Faced with delays, however, the group opened a smaller temporary location on June 14, 2017. Over the past year, the dog park, run entirely by DDAWG volunteers, has become more and more popular and now draws visitors from around the region.

“It’s a place where people have gotten along, and dogs have gotten along,” said Diane Camacho, the president of the group.

She noted that dog owners are generally astute and know to leash their dogs and leave the area if there is a conflict, so everything has gone fairly smoothly.

Just in time for the one-year anniversary, the group was awarded a Mini-Grant from United Way of Greater New Bedford, which will fund an informational kiosk at the temporary location.

To keep the park a safe and fun place, the board recently updated the park rules. The board collaborated with local dog experts, including Animal Control, a veterinarian, a dog trainer, a dog sitter and walker, and Parks and Recreation to make sure that the rules would help achieve that goal.

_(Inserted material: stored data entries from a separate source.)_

// Ledger key and ledger benchmarks for the reward tracker.
//
// Covers canonical key encoding/decoding for both policy shapes and credit
// throughput against a ledger with a growing number of buckets.

use criterion::{black_box, criterion_group, criterion_main, BenchmarkId, Criterion, Throughput};

use reward_tracker::{BalanceLedger, DispositionPolicy, LedgerKey, SignedWad, TokenId};

fn bench_encode(c: &mut Criterion) {
    let exchange = LedgerKey::new(
        DispositionPolicy::exchange(3000),
        TokenId::new("0xC02aaA39b223FE8D0A0e5C4F27eAD9083C756Cc2"),
    );
    let transfer = LedgerKey::new(
        DispositionPolicy::transfer("0x000000000000000000000000000000000000dEaD"),
        TokenId::new("0xC02aaA39b223FE8D0A0e5C4F27eAD9083C756Cc2"),
    );

    c.bench_function("key/encode_exchange", |b| {
        b.iter(|| black_box(&exchange).encode());
    });
    c.bench_function("key/encode_transfer", |b| {
        b.iter(|| black_box(&transfer).encode());
    });
}

fn bench_decode(c: &mut Criterion) {
    let key = LedgerKey::new(
        DispositionPolicy::transfer("0x000000000000000000000000000000000000dEaD"),
        TokenId::new("0xC02aaA39b223FE8D0A0e5C4F27eAD9083C756Cc2"),
    )
    .encode()
    .expect("encode");

    c.bench_function("key/decode", |b| {
        b.iter(|| black_box(&key).decode());
    });
}

fn bench_credit(c: &mut Criterion) {
    let mut group = c.benchmark_group("ledger/credit");

    for buckets in [10usize, 100, 1_000] {
        let tokens: Vec<TokenId> = (0..buckets)
            .map(|i| TokenId::new(format!("0x{:040x}", i)))
            .collect();
        let policy = DispositionPolicy::exchange(500);
        let amount = SignedWad::from_wei(1_000_000_000);

        group.throughput(Throughput::Elements(buckets as u64));
        group.bench_with_input(BenchmarkId::from_parameter(buckets), &tokens, |b, tokens| {
            let mut ledger = BalanceLedger::new();
            b.iter(|| {
                for token in tokens {
                    ledger.credit(&policy, token, amount).expect("credit");
                }
            });
        });
    }

    group.finish();
}

criterion_group!(benches, bench_encode, bench_decode, bench_credit);
criterion_main!(benches);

Since opening last year, the park has become quite accessorized with attractions for both humans and pets. A volunteer donated material to make a bench which has been installed, as well as a dog ramp. A dog tunnel was donated by a friend of the park. A dog bowl is provided and washed daily by members of the DDAWG board, but there is no water source at the park.

The dog park also hosts events from time to time, including an upcoming Small Dog Night on July 12 from 6:30 to 8 p.m., for small dogs who might be nervous around bigger dogs.

“Some dogs that are little have an attitude and are fine around big dogs,” Jo-anne Gallant, DDAWG’s clerk, added.

The group is also hoping to host a dog park safety and etiquette night later in the season.

Since the dog park doesn’t receive any money from the town budget, DDAWG officials are working with Parks and Recreation to apply for a PARC grant this month to fund needed land clearing at the permanent site, located just up the road from the temporary park within the same property. So far, two acres have been cleared.

The group is also hosting several fundraisers to cover those costs as well as insurance and supply-related costs. In September, the group will be hosting an indoor yard sale at St. Mary’s Church with table space available for purchase. The group will also be selling a 2019 Dog Park Calendar complete with photos submitted to a contest earlier this year.